Work to be completed: The answer must consist of every line from the entries that holds the word "error".

Available data:
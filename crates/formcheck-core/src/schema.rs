//! Schema templates and the process-wide registry.
//!
//! A template is the empty-field JSON shape a record must follow. Loading
//! never fails hard: a missing or malformed resource yields
//! [`SchemaTemplate::Unavailable`], which the structural validator reports as
//! an error instead of treating it as an always-satisfied schema.

use crate::language::Language;
use crate::record::join_path;
use serde_json::{Map, Value};
use std::path::Path;

/// Bundled English template.
pub const EMPTY_TEMPLATE_EN: &str = include_str!("../templates/empty_json_en.json");

/// Bundled Hebrew template.
pub const EMPTY_TEMPLATE_HE: &str = include_str!("../templates/empty_json_he.json");

/// A node of a loaded schema.
#[derive(Debug, Clone, PartialEq, Eq)]
pub enum SchemaNode {
    /// String-typed field (written as `""` in the template).
    Field,
    /// Nested section.
    Section(Schema),
}

/// Loaded template shape, in template key order.
#[derive(Debug, Clone, Default, PartialEq, Eq)]
pub struct Schema {
    fields: Vec<(String, SchemaNode)>,
}

impl Schema {
    /// Parse a schema from a JSON object.
    ///
    /// Leaves must be strings; anything else is rejected with a description
    /// of the offending path.
    pub fn from_json(value: &Value) -> Result<Self, String> {
        match value {
            Value::Object(map) => Self::from_map(map, ""),
            _ => Err("template root must be a JSON object".to_string()),
        }
    }

    fn from_map(map: &Map<String, Value>, prefix: &str) -> Result<Self, String> {
        let mut fields = Vec::with_capacity(map.len());
        for (key, value) in map {
            let path = join_path(prefix, key);
            let node = match value {
                Value::String(_) => SchemaNode::Field,
                Value::Object(child) => SchemaNode::Section(Self::from_map(child, &path)?),
                _ => return Err(format!("template field {path} must be a string or an object")),
            };
            fields.push((key.clone(), node));
        }
        Ok(Self { fields })
    }

    #[must_use]
    pub fn get(&self, key: &str) -> Option<&SchemaNode> {
        self.fields
            .iter()
            .find(|(name, _)| name == key)
            .map(|(_, node)| node)
    }

    #[must_use]
    pub fn contains_key(&self, key: &str) -> bool {
        self.get(key).is_some()
    }

    /// Iterate direct children in template order.
    pub fn iter(&self) -> impl Iterator<Item = (&str, &SchemaNode)> {
        self.fields.iter().map(|(name, node)| (name.as_str(), node))
    }

    #[must_use]
    pub fn is_empty(&self) -> bool {
        self.fields.is_empty()
    }

    /// Dotted paths of every string field.
    #[must_use]
    pub fn leaf_paths(&self) -> Vec<String> {
        let mut out = Vec::new();
        self.collect_leaf_paths("", &mut out);
        out
    }

    fn collect_leaf_paths(&self, prefix: &str, out: &mut Vec<String>) {
        for (key, node) in self.iter() {
            let path = join_path(prefix, key);
            match node {
                SchemaNode::Field => out.push(path),
                SchemaNode::Section(child) => child.collect_leaf_paths(&path, out),
            }
        }
    }

    /// The template as an empty-valued JSON object.
    #[must_use]
    pub fn to_json(&self) -> Value {
        Value::Object(
            self.iter()
                .map(|(key, node)| {
                    let value = match node {
                        SchemaNode::Field => Value::String(String::new()),
                        SchemaNode::Section(child) => child.to_json(),
                    };
                    (key.to_string(), value)
                })
                .collect(),
        )
    }

    /// Pretty-printed empty template, used in extraction prompts and downloads.
    #[must_use]
    pub fn to_json_pretty(&self) -> String {
        serde_json::to_string_pretty(&self.to_json()).unwrap_or_default()
    }
}

/// A template slot: either a usable schema or an explicit "no schema" state.
#[derive(Debug, Clone, PartialEq, Eq)]
pub enum SchemaTemplate {
    Loaded(Schema),
    Unavailable { reason: String },
}

impl SchemaTemplate {
    /// Parse a template from JSON text. Never fails; see [`SchemaTemplate::Unavailable`].
    #[must_use]
    pub fn from_json_str(text: &str) -> Self {
        let value: Value = match serde_json::from_str(text) {
            Ok(value) => value,
            Err(e) => {
                return Self::unavailable(format!("template is not valid JSON: {e}"));
            }
        };
        match Schema::from_json(&value) {
            Ok(schema) if schema.is_empty() => Self::unavailable("template has no fields"),
            Ok(schema) => Self::Loaded(schema),
            Err(reason) => Self::unavailable(reason),
        }
    }

    /// Load a template file. IO and parse failures degrade to `Unavailable`.
    #[must_use]
    pub fn load(path: &Path) -> Self {
        match std::fs::read_to_string(path) {
            Ok(text) => match Self::from_json_str(&text) {
                Self::Unavailable { reason } => {
                    log::error!("Error loading template {}: {reason}", path.display());
                    Self::Unavailable { reason }
                }
                loaded => loaded,
            },
            Err(e) => {
                log::error!("Error loading template {}: {e}", path.display());
                Self::unavailable(format!("cannot read {}: {e}", path.display()))
            }
        }
    }

    fn unavailable(reason: impl Into<String>) -> Self {
        Self::Unavailable {
            reason: reason.into(),
        }
    }

    #[must_use]
    pub fn schema(&self) -> Option<&Schema> {
        match self {
            Self::Loaded(schema) => Some(schema),
            Self::Unavailable { .. } => None,
        }
    }

    #[must_use]
    pub const fn is_available(&self) -> bool {
        matches!(self, Self::Loaded(_))
    }
}

/// File name of a language's template inside a templates directory.
#[must_use]
pub fn template_file_name(language: Language) -> String {
    format!("empty_json_{}.json", language.tag())
}

/// Both language templates, loaded once and read-only afterwards.
#[derive(Debug, Clone)]
pub struct SchemaRegistry {
    english: SchemaTemplate,
    hebrew: SchemaTemplate,
}

impl SchemaRegistry {
    /// Load `empty_json_en.json` and `empty_json_he.json` from `dir`.
    #[must_use]
    pub fn load_from_dir(dir: &Path) -> Self {
        let registry = Self {
            english: SchemaTemplate::load(&dir.join(template_file_name(Language::English))),
            hebrew: SchemaTemplate::load(&dir.join(template_file_name(Language::Hebrew))),
        };
        log::info!(
            "Loaded templates from {} (en: {}, he: {})",
            dir.display(),
            registry.english.is_available(),
            registry.hebrew.is_available()
        );
        registry
    }

    /// The templates compiled into this crate.
    #[must_use]
    pub fn bundled() -> Self {
        Self {
            english: SchemaTemplate::from_json_str(EMPTY_TEMPLATE_EN),
            hebrew: SchemaTemplate::from_json_str(EMPTY_TEMPLATE_HE),
        }
    }

    #[must_use]
    pub const fn get(&self, language: Language) -> &SchemaTemplate {
        match language {
            Language::English => &self.english,
            Language::Hebrew => &self.hebrew,
        }
    }
}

Finished exercise:
//! an error instead of treating it as an always-satisfied schema.
                    log::error!("Error loading template {}: {reason}", path.display());
                log::error!("Error loading template {}: {e}", path.display());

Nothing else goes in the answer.